Any suggestions are very welcome.

EDIT:
By Dynamic, I mean I have a scene file and I create ~20 elements in for loop.

In your ActionNode script, make an export variable of type DynamicButton. In the editor, assign the button to this variable. In _ready(), you can then connect to the pressed signal of the button.

There are several different ways. One way is from Main_node:

$Control/ScrollContainer/Dynamic/DynamicButton.connect($Action_node.processDynamicButtonPressed)

Thank you for suggestions, but I don’t think that it will work in my case.

First of all I don’t know the names of DynamicParent and Dynamic button, I think, I can name them, but there lies the second problem my live structure looks something like this:
[code]

  • Scroll
    • DynamicParent1
      • DynamicButton1
      • DynamicButton2
        ….
      • DynamicButton20

- - DynamicParent2

      • DynamicButton1
      • DynamicButton2
        ….
      • DynamicButton20

[/code]
So I would have to map all the buttons if that is even possible.

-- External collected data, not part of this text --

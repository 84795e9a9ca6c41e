use chrono::{DateTime, Utc};
use serde::{Deserialize, Serialize};
use serde_json::Value;
use std::fmt;
use uuid::Uuid;

/// Game mode a level or question belongs to
#[derive(Debug, Clone, Copy, PartialEq, Eq, Hash, Serialize, Deserialize)]
pub enum GameMode {
    #[serde(rename = "quickFire")]
    QuickFire,
    #[serde(rename = "career")]
    Career,
}

impl GameMode {
    pub fn from_str(s: &str) -> Option<Self> {
        match s {
            "quickFire" => Some(GameMode::QuickFire),
            "career" => Some(GameMode::Career),
            _ => None,
        }
    }

    pub fn as_str(&self) -> &'static str {
        match self {
            GameMode::QuickFire => "quickFire",
            GameMode::Career => "career",
        }
    }
}

impl fmt::Display for GameMode {
    fn fmt(&self, f: &mut fmt::Formatter) -> fmt::Result {
        f.write_str(self.as_str())
    }
}

#[derive(Debug, Clone, Copy, PartialEq, Eq, Serialize, Deserialize)]
pub enum Difficulty {
    Beginner,
    Intermediate,
    Advanced,
}

/// One (input, expected, description) triple a submission is checked against
#[derive(Debug, Clone, PartialEq, Serialize, Deserialize)]
pub struct TestCase {
    /// Positional arguments, spread into the entry point
    pub input: Vec<Value>,
    pub expected: Value,
    #[serde(default)]
    pub description: String,
}

/// What happened when a single test case ran
#[derive(Debug, Clone, PartialEq, Serialize, Deserialize)]
pub struct ExecutionOutcome {
    pub input: Vec<Value>,
    pub expected: Value,
    /// `None` when the returned value has no JSON form (undefined, functions, symbols, bigints)
    #[serde(default, skip_serializing_if = "Option::is_none")]
    pub actual: Option<Value>,
    pub passed: bool,
    pub description: String,
}

/// Aggregate result of running a submission against its test cases
///
/// `success == false` means the submission could not be evaluated (or a case
/// faulted at runtime); `all_passed == false` with `success == true` means it
/// ran but at least one case mismatched.
#[derive(Debug, Clone, PartialEq, Serialize, Deserialize)]
#[serde(rename_all = "camelCase")]
pub struct ExecutionResult {
    pub success: bool,
    pub all_passed: bool,
    pub results: Vec<ExecutionOutcome>,
    pub error: Option<String>,
}

impl ExecutionResult {
    /// Structural failure: nothing ran, no outcomes
    pub fn failure(error: impl Into<String>) -> Self {
        Self {
            success: false,
            all_passed: false,
            results: Vec::new(),
            error: Some(error.into()),
        }
    }

    pub fn is_solved(&self) -> bool {
        self.success && self.all_passed
    }
}

#[derive(Debug, Clone, PartialEq, Serialize, Deserialize)]
pub struct ValidationVerdict {
    pub valid: bool,
    #[serde(default, skip_serializing_if = "Option::is_none")]
    pub error: Option<String>,
}

impl ValidationVerdict {
    pub fn accepted() -> Self {
        Self { valid: true, error: None }
    }

    pub fn rejected(error: impl Into<String>) -> Self {
        Self {
            valid: false,
            error: Some(error.into()),
        }
    }
}

/// Points at one question in the content store
#[derive(Debug, Clone, Copy, PartialEq, Eq, Serialize, Deserialize)]
#[serde(rename_all = "camelCase")]
pub struct QuestionRef {
    pub game_mode: GameMode,
    pub level_id: u32,
    pub question_id: u32,
}

/// Queued request to validate and run a submission
#[derive(Debug, Clone, Serialize, Deserialize)]
#[serde(rename_all = "camelCase")]
pub struct CheckJob {
    pub id: Uuid,
    pub source_code: String,
    pub test_cases: Vec<TestCase>,
    #[serde(default)]
    pub is_async: bool,
    #[serde(default)]
    pub question: Option<QuestionRef>,
}

/// Validation verdict plus, when the source was accepted, its execution result
#[derive(Debug, Clone, PartialEq, Serialize, Deserialize)]
#[serde(rename_all = "camelCase")]
pub struct CheckReport {
    pub job_id: Uuid,
    pub verdict: ValidationVerdict,
    #[serde(default)]
    pub execution: Option<ExecutionResult>,
}

impl CheckReport {
    pub fn is_solved(&self) -> bool {
        self.verdict.valid && self.execution.as_ref().is_some_and(ExecutionResult::is_solved)
    }
}

#[derive(Debug, Clone, Serialize, Deserialize)]
#[serde(rename_all = "camelCase")]
pub struct Level {
    pub level_id: u32,
    pub game_mode: GameMode,
    pub title: String,
    pub description: String,
    pub difficulty: Difficulty,
    #[serde(default)]
    pub category: Option<String>,
    pub points: u32,
    /// Seconds; Quick Fire only
    #[serde(default)]
    pub time_limit: Option<u32>,
    #[serde(default)]
    pub question_ids: Vec<u32>,
    #[serde(default)]
    pub prerequisites: Vec<u32>,
    pub order: u32,
    #[serde(default = "default_true")]
    pub is_active: bool,
    #[serde(default)]
    pub unlocked: bool,
}

#[derive(Debug, Clone, Serialize, Deserialize)]
#[serde(rename_all = "camelCase")]
pub struct Question {
    pub question_id: u32,
    pub level_id: u32,
    pub game_mode: GameMode,
    pub title: String,
    pub description: String,
    pub difficulty: Difficulty,
    #[serde(default)]
    pub category: Option<String>,
    pub broken_code: String,
    pub fixed_code: String,
    pub test_cases: Vec<TestCase>,
    pub hint: String,
    pub explanation: String,
    pub points: u32,
    #[serde(default)]
    pub is_async: bool,
    #[serde(default)]
    pub tags: Vec<String>,
    #[serde(default = "default_true")]
    pub is_active: bool,
}

impl Question {
    pub fn reference(&self) -> QuestionRef {
        QuestionRef {
            game_mode: self.game_mode,
            level_id: self.level_id,
            question_id: self.question_id,
        }
    }
}

fn default_true() -> bool {
    true
}

#[derive(Debug, Clone, Copy, PartialEq, Eq, Hash, PartialOrd, Ord, Serialize, Deserialize)]
pub enum AchievementKey {
    #[serde(rename = "speedRunner")]
    SpeedRunner,
    #[serde(rename = "noHints")]
    NoHints,
    #[serde(rename = "perfectionist")]
    Perfectionist,
    #[serde(rename = "streak")]
    Streak,
    #[serde(rename = "allLevels")]
    AllLevels,
    #[serde(rename = "timeBonus")]
    TimeBonus,
}

#[derive(Debug, Clone, Copy, PartialEq, Eq, Serialize, Deserialize)]
#[serde(rename_all = "lowercase")]
pub enum Rarity {
    Common,
    Rare,
    Epic,
    Legendary,
}

/// Achievement catalog entry
#[derive(Debug, Clone, Serialize, Deserialize)]
pub struct Achievement {
    pub key: AchievementKey,
    pub name: String,
    pub description: String,
    pub icon: String,
    pub category: String,
    pub points: u32,
    pub rarity: Rarity,
}

/// Per-question progress for one user
#[derive(Debug, Clone, PartialEq, Serialize, Deserialize)]
#[serde(rename_all = "camelCase")]
pub struct UserProgress {
    pub user_id: String,
    pub game_mode: GameMode,
    pub level_id: u32,
    pub question_id: u32,
    pub attempts: u32,
    pub completed: bool,
    pub score: u32,
    /// Seconds, accumulated across completions
    pub time_spent: u64,
    pub hints_used: u32,
    #[serde(default)]
    pub completed_at: Option<DateTime<Utc>>,
    #[serde(default)]
    pub solution: Option<String>,
}

impl UserProgress {
    pub fn new(user_id: &str, question: QuestionRef) -> Self {
        Self {
            user_id: user_id.to_string(),
            game_mode: question.game_mode,
            level_id: question.level_id,
            question_id: question.question_id,
            attempts: 0,
            completed: false,
            score: 0,
            time_spent: 0,
            hints_used: 0,
            completed_at: None,
            solution: None,
        }
    }
}

#[derive(Debug, Clone, PartialEq, Serialize, Deserialize)]
#[serde(rename_all = "camelCase")]
pub struct ModeStats {
    pub max_level: u32,
    pub max_question: u32,
    pub total_score: u64,
    #[serde(default)]
    pub achievements: Vec<AchievementKey>,
    #[serde(default)]
    pub completed_levels: Vec<u32>,
    /// Career only; Quick Fire levels are always open
    #[serde(default)]
    pub unlocked_levels: Vec<u32>,
}

impl ModeStats {
    pub fn new(mode: GameMode) -> Self {
        Self {
            max_level: 1,
            max_question: 1,
            total_score: 0,
            achievements: Vec::new(),
            completed_levels: Vec::new(),
            unlocked_levels: match mode {
                GameMode::Career => vec![1],
                GameMode::QuickFire => Vec::new(),
            },
        }
    }
}

#[derive(Debug, Clone, PartialEq, Serialize, Deserialize)]
#[serde(rename_all = "camelCase")]
pub struct PlayerStats {
    pub quick_fire: ModeStats,
    pub career: ModeStats,
}

impl Default for PlayerStats {
    fn default() -> Self {
        Self {
            quick_fire: ModeStats::new(GameMode::QuickFire),
            career: ModeStats::new(GameMode::Career),
        }
    }
}

impl PlayerStats {
    pub fn mode(&self, mode: GameMode) -> &ModeStats {
        match mode {
            GameMode::QuickFire => &self.quick_fire,
            GameMode::Career => &self.career,
        }
    }

    pub fn mode_mut(&mut self, mode: GameMode) -> &mut ModeStats {
        match mode {
            GameMode::QuickFire => &mut self.quick_fire,
            GameMode::Career => &mut self.career,
        }
    }
}

/// A solved question reported by the client
#[derive(Debug, Clone, Serialize, Deserialize)]
#[serde(rename_all = "camelCase")]
pub struct SubmissionPayload {
    pub user_id: String,
    pub game_mode: GameMode,
    pub level_id: u32,
    pub question_id: u32,
    pub code: String,
    pub score: u32,
    pub time_spent: u64,
    #[serde(default)]
    pub hints_used: u32,
    #[serde(default)]
    pub achievements: Vec<AchievementKey>,
}

impl SubmissionPayload {
    pub fn question(&self) -> QuestionRef {
        QuestionRef {
            game_mode: self.game_mode,
            level_id: self.level_id,
            question_id: self.question_id,
        }
    }
}

#[derive(Debug, Clone, PartialEq, Serialize, Deserialize)]
#[serde(rename_all = "camelCase")]
pub struct SubmissionReceipt {
    pub progress: UserProgress,
    pub updated_stats: PlayerStats,
}

#[derive(Debug, Clone, PartialEq, Serialize, Deserialize)]
#[serde(rename_all = "camelCase")]
pub struct LeaderboardEntry {
    pub rank: u32,
    pub user_id: String,
    pub score: u64,
    pub level: u32,
    pub achievements: usize,
}

#[cfg(test)]
mod tests {
    use super::*;
    use serde_json::json;

    #[test]
    fn test_game_mode_wire_names() {
        assert_eq!(serde_json::to_value(GameMode::QuickFire).unwrap(), json!("quickFire"));
        assert_eq!(GameMode::from_str("career"), Some(GameMode::Career));
        assert_eq!(GameMode::from_str("Career"), None);
    }

    #[test]
    fn test_execution_result_uses_camel_case() {
        let result = ExecutionResult::failure("No function found in code");
        let value = serde_json::to_value(&result).unwrap();
        assert_eq!(value["allPassed"], json!(false));
        assert_eq!(value["results"], json!([]));
        assert_eq!(value["error"], json!("No function found in code"));
    }

    #[test]
    fn test_undefined_actual_is_omitted() {
        let outcome = ExecutionOutcome {
            input: vec![],
            expected: json!(1),
            actual: None,
            passed: false,
            description: String::new(),
        };
        let value = serde_json::to_value(&outcome).unwrap();
        assert!(value.get("actual").is_none());
    }

    #[test]
    fn test_career_starts_with_first_level_unlocked() {
        let stats = PlayerStats::default();
        assert_eq!(stats.career.unlocked_levels, vec![1]);
        assert!(stats.quick_fire.unlocked_levels.is_empty());
    }

    #[test]
    fn test_question_parses_seed_shape() {
        let question: Question = serde_json::from_value(json!({
            "questionId": 1,
            "levelId": 1,
            "gameMode": "career",
            "title": "Function Declaration Syntax",
            "description": "d",
            "difficulty": "Beginner",
            "brokenCode": "function calculateSum(a, b { return a + b; }",
            "fixedCode": "function calculateSum(a, b) { return a + b; }",
            "testCases": [{ "input": [5, 3], "expected": 8, "description": "adds" }],
            "hint": "h",
            "explanation": "e",
            "points": 40
        }))
        .unwrap();
        assert!(question.is_active);
        assert!(!question.is_async);
        assert_eq!(question.test_cases[0].input, vec![json!(5), json!(3)]);
    }
}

For me DynamicButton is a scene file. If I attach scene via Inspector, but I don’t create DynamicButtons in the ActionNode I don’t think that I can access the signal. Or I don’t know/understand how to do that.

You can utilize the "static” parents “child entered” signal to connect the child’s pressed signal / child entered signal to whoever you’d like, as long as the “static” parent has a reference.

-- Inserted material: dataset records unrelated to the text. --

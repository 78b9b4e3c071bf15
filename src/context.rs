use std::env;
use std::fs::OpenOptions;
use std::io::{self, Write};
use std::path::PathBuf;

/// Capability surface the hosting pipeline provides to a run.
///
/// The runner only talks to the pipeline through this trait, so the
/// request/retry loop can be exercised in tests without a hosting runner.
pub trait PipelineContext {
    /// Emits an informational log line.
    fn info(&mut self, message: &str);
    /// Emits a warning log line.
    fn warning(&mut self, message: &str);
    /// Reports one named output value.
    fn set_output(&mut self, name: &str, value: &str);
    /// Marks the run failed without stopping it; outputs are still reported
    /// afterwards.
    fn set_failed(&mut self, message: &str);
}

/// Context speaking the hosting runner's stdout/file protocol.
///
/// Info lines go to stdout as-is, warnings and failures as `::warning::` /
/// `::error::` command lines, and outputs into the file named by
/// `$GITHUB_OUTPUT` (falling back to the legacy `::set-output` command when
/// the variable is unset).
#[derive(Debug, Default)]
pub struct ActionsContext {
    output_path: Option<PathBuf>,
    failed: bool,
}

impl ActionsContext {
    /// Creates a context wired to the current process environment.
    pub fn from_env() -> Self {
        Self {
            output_path: env::var_os("GITHUB_OUTPUT").map(PathBuf::from),
            failed: false,
        }
    }

    /// Creates a context writing outputs to an explicit file.
    pub fn with_output_path(path: impl Into<PathBuf>) -> Self {
        Self {
            output_path: Some(path.into()),
            failed: false,
        }
    }

    /// Whether `set_failed` was called during the run.
    pub fn is_failed(&self) -> bool {
        self.failed
    }

    fn append_output(&self, name: &str, value: &str) -> io::Result<()> {
        let Some(path) = &self.output_path else {
            println!(
                "::set-output name={}::{}",
                escape_property(name),
                escape_data(value)
            );
            return Ok(());
        };
        let mut file = OpenOptions::new().create(true).append(true).open(path)?;
        file.write_all(format_output_entry(name, value).as_bytes())
    }
}

impl PipelineContext for ActionsContext {
    fn info(&mut self, message: &str) {
        println!("{message}");
    }

    fn warning(&mut self, message: &str) {
        println!("::warning::{}", escape_data(message));
    }

    fn set_output(&mut self, name: &str, value: &str) {
        if let Err(err) = self.append_output(name, value) {
            self.failed = true;
            println!(
                "::error::{}",
                escape_data(&format!("failed to write output '{name}': {err}"))
            );
        }
    }

    fn set_failed(&mut self, message: &str) {
        self.failed = true;
        println!("::error::{}", escape_data(message));
    }
}

/// Escapes message data for a workflow command line.
fn escape_data(value: &str) -> String {
    value
        .replace('%', "%25")
        .replace('\r', "%0D")
        .replace('\n', "%0A")
}

/// Escapes a command property; `:` and `,` delimit properties on the line.
fn escape_property(value: &str) -> String {
    escape_data(value).replace(':', "%3A").replace(',', "%2C")
}

/// Formats one output-file entry, using a heredoc block for values that
/// span multiple lines. The delimiter is grown until it occurs in neither
/// the name nor the value.
fn format_output_entry(name: &str, value: &str) -> String {
    if value.contains('\n') || value.contains('\r') {
        let mut delimiter = String::from("ghadelimiter");
        while value.contains(&delimiter) || name.contains(&delimiter) {
            delimiter.push('_');
        }
        format!("{name}<<{delimiter}\n{value}\n{delimiter}\n")
    } else {
        format!("{name}={value}\n")
    }
}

I would suggest reparenting / refactoring your action node to make the connection easier.

Connect the signals in the same piece of code that instantiates “dynamic” things.

1 Like
  1. I have two levels of Dynamic Objects, so I don’t think that Static parent will help me much.

  2. I am making tower defense game. ActionNode is my main map. DynamicButtons are in the control panel, for a player to buy towers and place them on the map.

My suggestion is to stop what you’re doing, read the documentation about signals, and make a project where you play with the various ways in which signals can be used.

1 Like
  1. I’ve got a setup that would work as described.
  2. Okay. As long as you can make it work, I would’ve structured my tree the same. But I am not so great at scene tree construction. I’ve got a similar thing in a side project but it feels convoluted, but this is off topic.

For now - take a break from the tower defense project, start a new project that just messes around with Node and it’s signals, read the docs (embedded in the editor! Don’t forget it’s always there, waiting…) for Signal and look at the built in methods.